# [INPUT MATERIAL]
-.-.-
use std::sync::Arc;

use axum::{
    extract::{Path, Query, State},
    http::{header, StatusCode},
    response::{IntoResponse, Response},
    routing::{delete, get, post, put},
    Json, Router,
};
use chrono::NaiveDate;
use serde::Deserialize;
use serde_json::json;
use tracing::error;

use crate::domain::{ItemId, NewPerson, PersonId, UpsertOutcome};
use crate::report::PersonFilter;
use crate::service::{HouseholdService, RecordedLog, ServiceError};
use crate::store::HouseholdStore;
use crate::time::LeaderboardWindow;

/// Router builder exposing the household tracking endpoints.
pub fn household_router<S>(service: Arc<HouseholdService<S>>) -> Router
where
    S: HouseholdStore + 'static,
{
    Router::new()
        .route("/api/v1/today", get(today_handler::<S>))
        .route(
            "/api/v1/persons",
            get(persons_handler::<S>).post(add_person_handler::<S>),
        )
        .route("/api/v1/persons/:person_id", delete(remove_person_handler::<S>))
        .route(
            "/api/v1/persons/:person_id/days/:date",
            get(day_summary_handler::<S>),
        )
        .route("/api/v1/catalog", get(catalog_handler::<S>))
        .route("/api/v1/logs", post(record_handler::<S>))
        .route("/api/v1/logs/toggle", post(toggle_handler::<S>))
        .route("/api/v1/logs/increment", post(increment_handler::<S>))
        .route("/api/v1/leaderboard", get(leaderboard_handler::<S>))
        .route("/api/v1/report", get(report_handler::<S>))
        .route("/api/v1/report/csv", get(report_csv_handler::<S>))
        .route("/api/v1/settings/timezone", put(timezone_handler::<S>))
        .with_state(service)
}

#[derive(Debug, Default, Deserialize)]
pub(crate) struct ZoneQuery {
    tz: Option<String>,
}

#[derive(Debug, Default, Deserialize)]
pub(crate) struct LeaderboardQuery {
    window: Option<String>,
    tz: Option<String>,
}

#[derive(Debug, Default, Deserialize)]
pub(crate) struct ReportQuery {
    start: Option<String>,
    end: Option<String>,
    person: Option<i64>,
    tz: Option<String>,
}

#[derive(Debug, Deserialize)]
pub(crate) struct LogRequest {
    person_id: PersonId,
    item_id: ItemId,
    date: NaiveDate,
    value: i64,
    #[serde(default)]
    note: Option<String>,
}

#[derive(Debug, Deserialize)]
pub(crate) struct ToggleRequest {
    person_id: PersonId,
    item_id: ItemId,
    date: NaiveDate,
}

#[derive(Debug, Deserialize)]
pub(crate) struct IncrementRequest {
    person_id: PersonId,
    item_id: ItemId,
    date: NaiveDate,
    #[serde(default = "default_delta")]
    delta: i64,
}

fn default_delta() -> i64 {
    1
}

#[derive(Debug, Deserialize)]
pub(crate) struct TimezoneRequest {
    forced_timezone: Option<String>,
}

fn unprocessable(message: impl Into<String>) -> Response {
    let payload = json!({ "error": message.into() });
    (StatusCode::UNPROCESSABLE_ENTITY, Json(payload)).into_response()
}

fn service_error(err: ServiceError) -> Response {
    let status = err.status_code();
    if status.is_server_error() {
        error!(error = %err, "household request failed");
    }
    let payload = json!({ "error": err.to_string() });
    (status, Json(payload)).into_response()
}

fn parse_date(field: &str, raw: &str) -> Result<NaiveDate, Response> {
    NaiveDate::parse_from_str(raw.trim(), "%Y-%m-%d")
        .map_err(|_| unprocessable(format!("{field} must be a YYYY-MM-DD date, got '{raw}'")))
}

fn report_bounds(query: &ReportQuery) -> Result<(NaiveDate, NaiveDate, PersonFilter), Response> {
    let start = query
        .start
        .as_deref()
        .ok_or_else(|| unprocessable("start is required"))
        .and_then(|raw| parse_date("start", raw))?;
    let end = query
        .end
        .as_deref()
        .ok_or_else(|| unprocessable("end is required"))
        .and_then(|raw| parse_date("end", raw))?;
    Ok((start, end, query.person.map(PersonId).into()))
}

fn recorded(log: RecordedLog) -> Response {
    let status = match log.outcome {
        UpsertOutcome::Inserted => StatusCode::CREATED,
        UpsertOutcome::Replaced => StatusCode::OK,
    };
    (status, Json(log)).into_response()
}

pub(crate) async fn today_handler<S>(
    State(service): State<Arc<HouseholdService<S>>>,
    Query(query): Query<ZoneQuery>,
) -> Response
where
    S: HouseholdStore + 'static,
{
    match service.today(query.tz.as_deref()) {
        Ok(view) => (StatusCode::OK, Json(view)).into_response(),
        Err(err) => service_error(err),
    }
}

pub(crate) async fn persons_handler<S>(State(service): State<Arc<HouseholdService<S>>>) -> Response
where
    S: HouseholdStore + 'static,
{
    match service.persons() {
        Ok(persons) => (StatusCode::OK, Json(persons)).into_response(),
        Err(err) => service_error(err),
    }
}

pub(crate) async fn add_person_handler<S>(
    State(service): State<Arc<HouseholdService<S>>>,
    Json(person): Json<NewPerson>,
) -> Response
where
    S: HouseholdStore + 'static,
{
    if person.display_name.trim().is_empty() {
        return unprocessable("display_name must not be empty");
    }
    match service.add_person(person) {
        Ok(person) => (StatusCode::CREATED, Json(person)).into_response(),
        Err(err) => service_error(err),
    }
}

pub(crate) async fn remove_person_handler<S>(
    State(service): State<Arc<HouseholdService<S>>>,
    Path(person_id): Path<i64>,
) -> Response
where
    S: HouseholdStore + 'static,
{
    match service.remove_person(PersonId(person_id)) {
        Ok(()) => StatusCode::NO_CONTENT.into_response(),
        Err(err) => service_error(err),
    }
}

pub(crate) async fn day_summary_handler<S>(
    State(service): State<Arc<HouseholdService<S>>>,
    Path((person_id, date)): Path<(i64, String)>,
    Query(query): Query<ZoneQuery>,
) -> Response
where
    S: HouseholdStore + 'static,
{
    let date = match parse_date("date", &date) {
        Ok(date) => date,
        Err(response) => return response,
    };
    match service.day_summary(PersonId(person_id), date, query.tz.as_deref()) {
        Ok(summary) => (StatusCode::OK, Json(summary)).into_response(),
        Err(err) => service_error(err),
    }
}

pub(crate) async fn catalog_handler<S>(State(service): State<Arc<HouseholdService<S>>>) -> Response
where
    S: HouseholdStore + 'static,
{
    match service.catalog() {
        Ok(catalog) => (StatusCode::OK, Json(catalog)).into_response(),
        Err(err) => service_error(err),
    }
}

pub(crate) async fn record_handler<S>(
    State(service): State<Arc<HouseholdService<S>>>,
    Json(request): Json<LogRequest>,
) -> Response
where
    S: HouseholdStore + 'static,
{
    match service.record(
        request.person_id,
        request.item_id,
        request.date,
        request.value,
        request.note,
    ) {
        Ok(log) => recorded(log),
        Err(err) => service_error(err),
    }
}

pub(crate) async fn toggle_handler<S>(
    State(service): State<Arc<HouseholdService<S>>>,
    Json(request): Json<ToggleRequest>,
) -> Response
where
    S: HouseholdStore + 'static,
{
    match service.toggle(request.person_id, request.item_id, request.date) {
        Ok(log) => recorded(log),
        Err(err) => service_error(err),
    }
}

pub(crate) async fn increment_handler<S>(
    State(service): State<Arc<HouseholdService<S>>>,
    Json(request): Json<IncrementRequest>,
) -> Response
where
    S: HouseholdStore + 'static,
{
    match service.increment(
        request.person_id,
        request.item_id,
        request.date,
        request.delta,
    ) {
        Ok(log) => recorded(log),
        Err(err) => service_error(err),
    }
}

pub(crate) async fn leaderboard_handler<S>(
    State(service): State<Arc<HouseholdService<S>>>,
    Query(query): Query<LeaderboardQuery>,
) -> Response
where
    S: HouseholdStore + 'static,
{
    let window = match query.window.as_deref() {
        None => LeaderboardWindow::default(),
        Some(raw) => match LeaderboardWindow::parse(raw) {
            Some(window) => window,
            None => {
                return unprocessable(format!(
                    "window must be one of today, week, month, year; got '{raw}'"
                ))
            }
        },
    };
    match service.leaderboard(window, query.tz.as_deref()) {
        Ok(view) => (StatusCode::OK, Json(view)).into_response(),
        Err(err) => service_error(err),
    }
}

pub(crate) async fn report_handler<S>(
    State(service): State<Arc<HouseholdService<S>>>,
    Query(query): Query<ReportQuery>,
) -> Response
where
    S: HouseholdStore + 'static,
{
    let (start, end, filter) = match report_bounds(&query) {
        Ok(bounds) => bounds,
        Err(response) => return response,
    };
    match service.report(start, end, filter, query.tz.as_deref()) {
        Ok(matrix) => (StatusCode::OK, Json(matrix)).into_response(),
        Err(err) => service_error(err),
    }
}

pub(crate) async fn report_csv_handler<S>(
    State(service): State<Arc<HouseholdService<S>>>,
    Query(query): Query<ReportQuery>,
) -> Response
where
    S: HouseholdStore + 'static,
{
    let (start, end, filter) = match report_bounds(&query) {
        Ok(bounds) => bounds,
        Err(response) => return response,
    };
    let mut buffer = Vec::new();
    match service.export_csv(start, end, filter, query.tz.as_deref(), &mut buffer) {
        Ok(_) => {
            let disposition = format!("attachment; filename=\"mutabaah-{start}-{end}.csv\"");
            (
                StatusCode::OK,
                [
                    (header::CONTENT_TYPE, "text/csv; charset=utf-8".to_string()),
                    (header::CONTENT_DISPOSITION, disposition),
                ],
                buffer,
            )
                .into_response()
        }
        Err(err) => service_error(err),
    }
}

pub(crate) async fn timezone_handler<S>(
    State(service): State<Arc<HouseholdService<S>>>,
    Json(request): Json<TimezoneRequest>,
) -> Response
where
    S: HouseholdStore + 'static,
{
    match service.set_forced_timezone(request.forced_timezone) {
        Ok(()) => match service.today(None) {
            Ok(view) => (StatusCode::OK, Json(view)).into_response(),
            Err(err) => service_error(err),
        },
        Err(err) => service_error(err),
    }
}
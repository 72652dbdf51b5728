use super::views::{PersonFilter, PivotMatrix, PivotRow, PivotTotalRow};
use crate::domain::{CatalogItem, ItemId, LogEntry, LoggedValue, Person, PersonId};
use crate::eligibility::eligible_items;
use crate::scoring::{contribution, ScoringEngine};
use crate::snapshot::HouseholdSnapshot;
use chrono::NaiveDate;
use std::collections::{HashMap, HashSet};

type LogKey = (PersonId, ItemId, NaiveDate);

fn index_logs(logs: &[LogEntry]) -> HashMap<LogKey, &LogEntry> {
    let mut index: HashMap<LogKey, &LogEntry> = HashMap::new();
    for entry in logs {
        index
            .entry((entry.person_id, entry.item_id, entry.date))
            .and_modify(|current| {
                if entry.recorded_at >= current.recorded_at {
                    *current = entry;
                }
            })
            .or_insert(entry);
    }
    index
}

/// Infractions always read negative, everything else positive.
fn sign_tagged(item: &CatalogItem, points: i32) -> i32 {
    if item.is_infraction() {
        -points.abs()
    } else {
        points
    }
}

struct PersonDays {
    eligible_by_day: Vec<HashSet<ItemId>>,
}

impl PersonDays {
    fn new(
        person: &Person,
        days: &[NaiveDate],
        snapshot: &HouseholdSnapshot,
        engine: &ScoringEngine,
    ) -> Self {
        let eligible_by_day = days
            .iter()
            .map(|day| {
                let level = engine.level_for(person, *day, snapshot.today);
                eligible_items(&snapshot.catalog, level)
                    .into_iter()
                    .map(|item| item.id)
                    .collect()
            })
            .collect();
        Self { eligible_by_day }
    }

    fn eligible(&self, day_index: usize, item: ItemId) -> bool {
        self.eligible_by_day
            .get(day_index)
            .map_or(false, |items| items.contains(&item))
    }
}

/// Dense person × item × day matrix over the snapshot range. Every day of the
/// range gets a column whether or not anything was logged. A cell holds the
/// sign-tagged points of the day's log, or `None` when there is no entry or
/// the item was not eligible for the person that day.
pub fn build_pivot(
    snapshot: &HouseholdSnapshot,
    filter: PersonFilter,
    engine: &ScoringEngine,
) -> PivotMatrix {
    let days: Vec<NaiveDate> = snapshot.range.days().collect();
    let index = index_logs(&snapshot.logs);

    let selected: Vec<&Person> = snapshot
        .persons
        .iter()
        .filter(|person| filter.includes(person.id))
        .collect();

    let mut rows = Vec::new();
    let mut person_totals = Vec::new();

    for person in &selected {
        let person_days = PersonDays::new(person, &days, snapshot, engine);
        let mut daily = vec![0_i32; days.len()];

        for item in &snapshot.catalog.items {
            let cells: Vec<Option<i32>> = days
                .iter()
                .enumerate()
                .map(|(day_index, day)| {
                    if !person_days.eligible(day_index, item.id) {
                        return None;
                    }
                    index.get(&(person.id, item.id, *day)).map(|entry| {
                        let points = contribution(item, LoggedValue::resolve(item, entry.value));
                        sign_tagged(item, points)
                    })
                })
                .collect();

            for (slot, cell) in daily.iter_mut().zip(&cells) {
                *slot += cell.unwrap_or(0);
            }

            rows.push(PivotRow {
                person_id: person.id,
                person_name: person.display_name.clone(),
                item_id: item.id,
                item_name: item.name.clone(),
                category: item.category,
                eligible: (0..days.len()).any(|day_index| person_days.eligible(day_index, item.id)),
                total: cells.iter().flatten().copied().map(i64::from).sum(),
                cells,
            });
        }

        person_totals.push(PivotTotalRow::new(
            person.display_name.clone(),
            Some(person.id),
            daily,
        ));
    }

    let household_total = match filter {
        PersonFilter::All => {
            let mut daily = vec![0_i32; days.len()];
            for total in &person_totals {
                for (slot, value) in daily.iter_mut().zip(&total.cells) {
                    *slot += value;
                }
            }
            Some(PivotTotalRow::new("Household".to_string(), None, daily))
        }
        PersonFilter::Person(_) => None,
    };

    PivotMatrix {
        start: snapshot.range.start,
        end: snapshot.range.end,
        days,
        rows,
        person_totals,
        household_total,
        issues: snapshot.catalog.issues.clone(),
    }
}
-.-.-
# [WHAT IS REQUIRED]
Could you work out how many lines of the data above contain the word "LeaderboardQuery"? Give only the number.

# [RESPONSE FOR THIS EXERCISE]
2